Among the entries that follow, some lines contain the word "after". Show all of them.

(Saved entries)
=== Section Start ===

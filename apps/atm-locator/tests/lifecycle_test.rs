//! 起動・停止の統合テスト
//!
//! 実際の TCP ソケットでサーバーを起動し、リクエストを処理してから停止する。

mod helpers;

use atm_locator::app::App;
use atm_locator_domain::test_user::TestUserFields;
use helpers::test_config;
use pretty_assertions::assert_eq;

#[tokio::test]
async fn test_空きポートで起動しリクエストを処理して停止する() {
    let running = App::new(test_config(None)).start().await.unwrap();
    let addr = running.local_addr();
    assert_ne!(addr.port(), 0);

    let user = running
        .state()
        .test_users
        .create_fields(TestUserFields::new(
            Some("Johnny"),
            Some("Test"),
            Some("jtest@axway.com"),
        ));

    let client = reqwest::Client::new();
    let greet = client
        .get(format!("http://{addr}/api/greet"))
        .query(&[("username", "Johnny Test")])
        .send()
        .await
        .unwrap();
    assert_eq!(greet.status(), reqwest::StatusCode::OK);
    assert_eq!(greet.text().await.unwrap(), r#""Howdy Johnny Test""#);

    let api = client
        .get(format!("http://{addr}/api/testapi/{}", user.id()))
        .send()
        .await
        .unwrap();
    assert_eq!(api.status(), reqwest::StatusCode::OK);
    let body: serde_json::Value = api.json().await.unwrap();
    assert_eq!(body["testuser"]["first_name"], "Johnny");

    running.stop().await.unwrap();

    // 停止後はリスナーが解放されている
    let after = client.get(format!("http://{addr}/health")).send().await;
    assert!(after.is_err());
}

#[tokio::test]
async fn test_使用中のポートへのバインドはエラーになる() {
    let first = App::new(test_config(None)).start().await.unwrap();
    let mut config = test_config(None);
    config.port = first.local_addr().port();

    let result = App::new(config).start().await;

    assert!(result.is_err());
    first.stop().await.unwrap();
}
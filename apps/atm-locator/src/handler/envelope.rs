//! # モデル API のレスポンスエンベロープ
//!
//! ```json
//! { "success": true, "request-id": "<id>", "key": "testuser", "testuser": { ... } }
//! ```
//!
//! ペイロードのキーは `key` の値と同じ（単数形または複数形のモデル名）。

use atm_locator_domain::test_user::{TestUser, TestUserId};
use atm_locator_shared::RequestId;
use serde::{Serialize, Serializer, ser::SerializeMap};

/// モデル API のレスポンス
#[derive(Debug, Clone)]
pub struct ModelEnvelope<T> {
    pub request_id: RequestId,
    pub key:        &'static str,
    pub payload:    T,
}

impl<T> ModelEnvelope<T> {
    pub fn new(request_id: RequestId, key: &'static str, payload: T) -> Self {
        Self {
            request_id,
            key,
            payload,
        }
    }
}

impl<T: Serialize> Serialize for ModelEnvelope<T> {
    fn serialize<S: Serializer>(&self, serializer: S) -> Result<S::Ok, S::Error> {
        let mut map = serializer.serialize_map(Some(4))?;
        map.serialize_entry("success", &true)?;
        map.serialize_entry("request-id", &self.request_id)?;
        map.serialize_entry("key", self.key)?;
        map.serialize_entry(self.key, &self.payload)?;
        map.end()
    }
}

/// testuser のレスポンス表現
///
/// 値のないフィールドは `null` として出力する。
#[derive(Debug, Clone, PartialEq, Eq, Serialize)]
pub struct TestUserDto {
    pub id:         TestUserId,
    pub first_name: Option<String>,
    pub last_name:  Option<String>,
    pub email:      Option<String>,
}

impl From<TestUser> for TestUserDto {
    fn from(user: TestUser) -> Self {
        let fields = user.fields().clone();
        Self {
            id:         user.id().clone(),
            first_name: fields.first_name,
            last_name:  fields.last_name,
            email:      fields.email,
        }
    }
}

=== Section End ===

Completed exercise —
    let after = client.get(format!("http://{addr}/health")).send().await;
    assert!(after.is_err());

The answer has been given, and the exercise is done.